→ Assigned task: Review the material and extract every line in which the word "exact" occurs.

→ Given data:
********

fn definitions() -> Vec<ToolDefinition> {
    vec![
        ToolDefinition {
            name: "read_file".into(),
            description: "Read a file within the workspace, optionally by line range.".into(),
            parameters: json!({
                "type": "object",
                "properties": {
                    "path": {"type": "string"},
                    "offset": {"type": "integer"},
                    "limit": {"type": "integer"},
                },
                "required": ["path"],
                "additionalProperties": false,
            }),
        },
        ToolDefinition {
            name: "write_file".into(),
            description: "Write (overwrite) a file within the workspace.".into(),
            parameters: json!({
                "type": "object",
                "properties": {
                    "path": {"type": "string"},
                    "content": {"type": "string"},
                },
                "required": ["path", "content"],
                "additionalProperties": false,
            }),
        },
        ToolDefinition {
            name: "list_dir".into(),
            description: "List a directory within the workspace.".into(),
            parameters: json!({
                "type": "object",
                "properties": {"path": {"type": "string"}},
                "required": [],
                "additionalProperties": false,
            }),
        },
        ToolDefinition {
            name: "search_in_files".into(),
            description: "Fast exact-text search across workspace files (like grep).".into(),
            parameters: json!({
                "type": "object",
                "properties": {
                    "query": {"type": "string"},
                    "glob": {"type": "string"},
                    "max_results": {"type": "integer"},
                    "case_sensitive": {"type": "boolean"},
                },
                "required": ["query"],
                "additionalProperties": false,
            }),
        },
        ToolDefinition {
            name: "recall_from_chat".into(),
            description: "Search earlier messages in the current conversation for exact details.".into(),
            parameters: json!({
                "type": "object",
                "properties": {
                    "query": {"type": "string"},
                    "role_filter": {"type": "string"},
                    "max_results": {"type": "integer"},
                },
                "required": ["query"],
                "additionalProperties": false,
            }),
        },
        ToolDefinition {
            name: "shell".into(),
            description: "Run a shell command with a timeout, confined to the workspace.".into(),
            parameters: json!({
                "type": "object",
                "properties": {
                    "command": {"type": "string"},
                    "timeout_secs": {"type": "integer"},
                    "workdir": {"type": "string"},
                },
                "required": ["command"],
                "additionalProperties": false,
            }),
        },
        ToolDefinition {
            name: "ask_user".into(),
            description: "Ask the user a clarifying question and pause for their reply.".into(),
            parameters: json!({
                "type": "object",
                "properties": {
                    "question": {"type": "string"},
                    "options": {"type": "array", "items": {"type": "string"}},
                },
                "required": ["question"],
                "additionalProperties": false,
            }),
        },
        ToolDefinition {
            name: "create_scheduled_job".into(),
            description: "Create a new CRON-driven scheduled job.".into(),
            parameters: json!({
                "type": "object",
                "properties": {
                    "name": {"type": "string"},
                    "prompt": {"type": "string"},
                    "cron_expression": {"type": "string"},
                    "schedule_description": {"type": "string"},
                    "timezone": {"type": "string"},
                },
                "required": ["name", "prompt", "cron_expression"],
                "additionalProperties": false,
            }),
        },
        ToolDefinition {
            name: "update_scheduled_job".into(),
            description: "Update fields on an existing scheduled job.".into(),
            parameters: json!({
                "type": "object",
                "properties": {
                    "id": {"type": "string"},
                    "prompt": {"type": "string"},
                    "cron_expression": {"type": "string"},
                    "is_enabled": {"type": "boolean"},
                },
                "required": ["id"],
                "additionalProperties": false,
            }),
        },
        ToolDefinition {
            name: "list_scheduled_jobs".into(),
            description: "List all scheduled jobs.".into(),
            parameters: json!({"type": "object", "properties": {}, "additionalProperties": false}),
        },
        ToolDefinition {
            name: "delegate_task".into(),
            description: "Delegate a bounded task to a sub-agent with the full tool set.".into(),
            parameters: json!({
                "type": "object",
                "properties": {"task": {"type": "string"}},
                "required": ["task"],
                "additionalProperties": false,
            }),
        },
        ToolDefinition {
            name: "explore_task".into(),
            description: "Investigate a question using only read-only tools.".into(),
            parameters: json!({
                "type": "object",
                "properties": {"task": {"type": "string"}},
                "required": ["task"],
                "additionalProperties": false,
            }),
        },
    ]
}
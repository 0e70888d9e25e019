//! Integration test for role-based routing across the registry + router.

use std::collections::HashMap;
use warden_domain::config::{AuthConfig, LlmConfig, ProviderConfig, ProviderKind, RoleConfig};
use warden_providers::{ChatRequest, LlmRouter};

fn llm_config() -> LlmConfig {
    let mut roles = HashMap::new();
    roles.insert(
        "default".to_string(),
        RoleConfig {
            model: "local/gpt-oss".into(),
        },
    );
    roles.insert(
        "cheap".to_string(),
        RoleConfig {
            model: "local/gpt-oss-mini".into(),
        },
    );

    LlmConfig {
        default_timeout_ms: 5_000,
        max_retries: 5,
        roles,
        providers: vec![ProviderConfig {
            id: "local".into(),
            kind: ProviderKind::OpenaiCompat,
            base_url: "http://127.0.0.1:9/v1".into(),
            auth: AuthConfig {
                env: None,
                key: Some("test-key".into()),
            },
            default_model: Some("gpt-oss".into()),
        }],
    }
}

#[tokio::test]
async fn unknown_role_returns_config_error() {
    let config = llm_config();
    let router = LlmRouter::from_config(&config).unwrap();
    let req = ChatRequest {
        component: "test".into(),
        ..Default::default()
    };
    let err = router.chat_for_role("nonexistent", req, None).await;
    assert!(err.is_err());
}

#[tokio::test]
async fn registry_resolves_both_configured_roles() {
    let config = llm_config();
    let router = LlmRouter::from_config(&config).unwrap();
    assert!(router.registry().for_role("default").is_some());
    assert!(router.registry().for_role("cheap").is_some());
    assert!(router.registry().for_role("routing").is_none());
}
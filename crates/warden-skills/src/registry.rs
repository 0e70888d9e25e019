use std::path::{Path, PathBuf};

use parking_lot::RwLock;

use warden_domain::error::{Error, Result};

use crate::loader;
use crate::manifest::ReadinessStatus;
use crate::types::SkillEntry;

/// In-memory skills registry.
pub struct SkillsRegistry {
    entries: RwLock<Vec<SkillEntry>>,
    skills_root: PathBuf,
}

impl SkillsRegistry {
    pub fn load(skills_root: &Path) -> Result<Self> {
        let entries = loader::scan_skills(skills_root)?;
        let ready = entries.iter().filter(|e| e.is_ready()).count();
        tracing::info!(
            skills_count = entries.len(),
            ready_count = ready,
            "skills registry loaded"
        );
        Ok(Self {
            entries: RwLock::new(entries),
            skills_root: skills_root.to_path_buf(),
        })
    }

    pub fn empty() -> Self {
        Self {
            entries: RwLock::new(Vec::new()),
            skills_root: PathBuf::new(),
        }
    }

    /// Render the full index (all skills, including blocked ones).
    /// Used for dashboard / debug views.
    pub fn render_index(&self) -> String {
        let entries = self.entries.read();
        entries
            .iter()
            .map(|e| e.render_index_line())
            .collect::<Vec<_>>()
            .join("\n")
    }

    /// Render the index for LLM injection — only ready skills, plus a
    /// one-line summary of blocked skills (keeps prompts tight).
    pub fn render_ready_index(&self) -> String {
        let entries = self.entries.read();
        let mut lines = Vec::new();
        let mut blocked = 0usize;

        for entry in entries.iter() {
            if entry.is_ready() {
                lines.push(entry.render_index_line());
            } else {
                blocked += 1;
            }
        }

        if blocked > 0 {
            lines.push(format!(
                "({blocked} additional skill{} not shown — missing deps or unsupported platform)",
                if blocked == 1 { "" } else { "s" }
            ));
        }

        lines.join("\n")
    }

    pub fn read_doc(&self, skill_name: &str) -> Result<String> {
        let exists = self.entries.read().iter().any(|e| e.name == skill_name);
        if !exists {
            return Err(Error::SkillNotFound(skill_name.to_string()));
        }
        match loader::load_skill_doc(&self.skills_root, skill_name)? {
            Some(doc) => Ok(doc),
            None => Err(Error::SkillNotFound(format!(
                "SKILL.md not found for {skill_name}"
            ))),
        }
    }

    /// Read a bundled resource from within a skill's directory.
    /// Only allows reading from `references/`, `scripts/`, `assets/` subdirs.
    /// Blocks path traversal (`..", absolute paths, symlinks out of tree).
    pub fn read_resource(&self, skill_name: &str, relative_path: &str) -> Result<String> {
        let exists = self.entries.read().iter().any(|e| e.name == skill_name);
        if !exists {
            return Err(Error::SkillNotFound(skill_name.to_string()));
        }

        // Validate relative path safety.
        if relative_path.contains("..") || relative_path.starts_with('/') {
            return Err(Error::Other("path traversal blocked".into()));
        }

        // Only allow reading from allowed subdirs.
        let allowed_prefixes = ["references/", "scripts/", "assets/"];
        if !allowed_prefixes.iter().any(|p| relative_path.starts_with(p)) {
            return Err(Error::Other(format!(
                "resource path must start with references/, scripts/, or assets/ (got: {relative_path})"
            )));
        }

        let full_path = self.skills_root.join(skill_name).join(relative_path);

        // Canonicalize and verify still within skill dir.
        let skill_dir = self.skills_root.join(skill_name);
        let canonical = full_path
            .canonicalize()
            .map_err(|_| Error::SkillNotFound(format!("resource not found: {relative_path}")))?;
        let canonical_root = skill_dir
            .canonicalize()
            .map_err(|_| Error::SkillNotFound(skill_name.to_string()))?;
        if !canonical.starts_with(&canonical_root) {
            return Err(Error::Other("path traversal blocked (symlink)".into()));
        }

        let content = std::fs::read_to_string(&canonical)
            .map_err(|_| Error::SkillNotFound(format!("resource not found: {relative_path}")))?;
        Ok(content)
    }

    pub fn list(&self) -> Vec<SkillEntry> {
        self.entries.read().clone()
    }

    /// List only skills that are ready to use.
    pub fn list_ready(&self) -> Vec<SkillEntry> {
        self.entries
            .read()
            .iter()
            .filter(|e| e.is_ready())
            .cloned()
            .collect()
    }

    /// Summary counts for dashboard display.
    pub fn readiness_summary(&self) -> ReadinessSummary {
        let entries = self.entries.read();
        let mut summary = ReadinessSummary {
            total: entries.len(),
            ..Default::default()
        };
        for entry in entries.iter() {
            match entry
                .readiness
                .as_ref()
                .map(|r| r.status)
                .unwrap_or(ReadinessStatus::Ready)
            {
                ReadinessStatus::Ready => summary.ready += 1,
                ReadinessStatus::MissingDeps => summary.missing_deps += 1,
                ReadinessStatus::UnsupportedPlatform => summary.unsupported += 1,
            }
        }
        summary
    }

    pub fn reload(&self) -> Result<usize> {
        let new_entries = loader::scan_skills(&self.skills_root)?;
        let count = new_entries.len();
        let ready = new_entries.iter().filter(|e| e.is_ready()).count();
        *self.entries.write() = new_entries;
        tracing::info!(
            skills_count = count,
            ready_count = ready,
            "skills registry reloaded"
        );
        Ok(count)
    }
}

/// Counts for dashboard readiness display.
#[derive(Debug, Clone, Default, serde::Serialize)]
pub struct ReadinessSummary {
    pub total: usize,
    pub ready: usize,
    pub missing_deps: usize,
    pub unsupported: usize,
}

********

→ Solution to this problem:
            description: "Fast exact-text search across workspace files (like grep).".into(),
            description: "Search earlier messages in the current conversation for exact details.".into(),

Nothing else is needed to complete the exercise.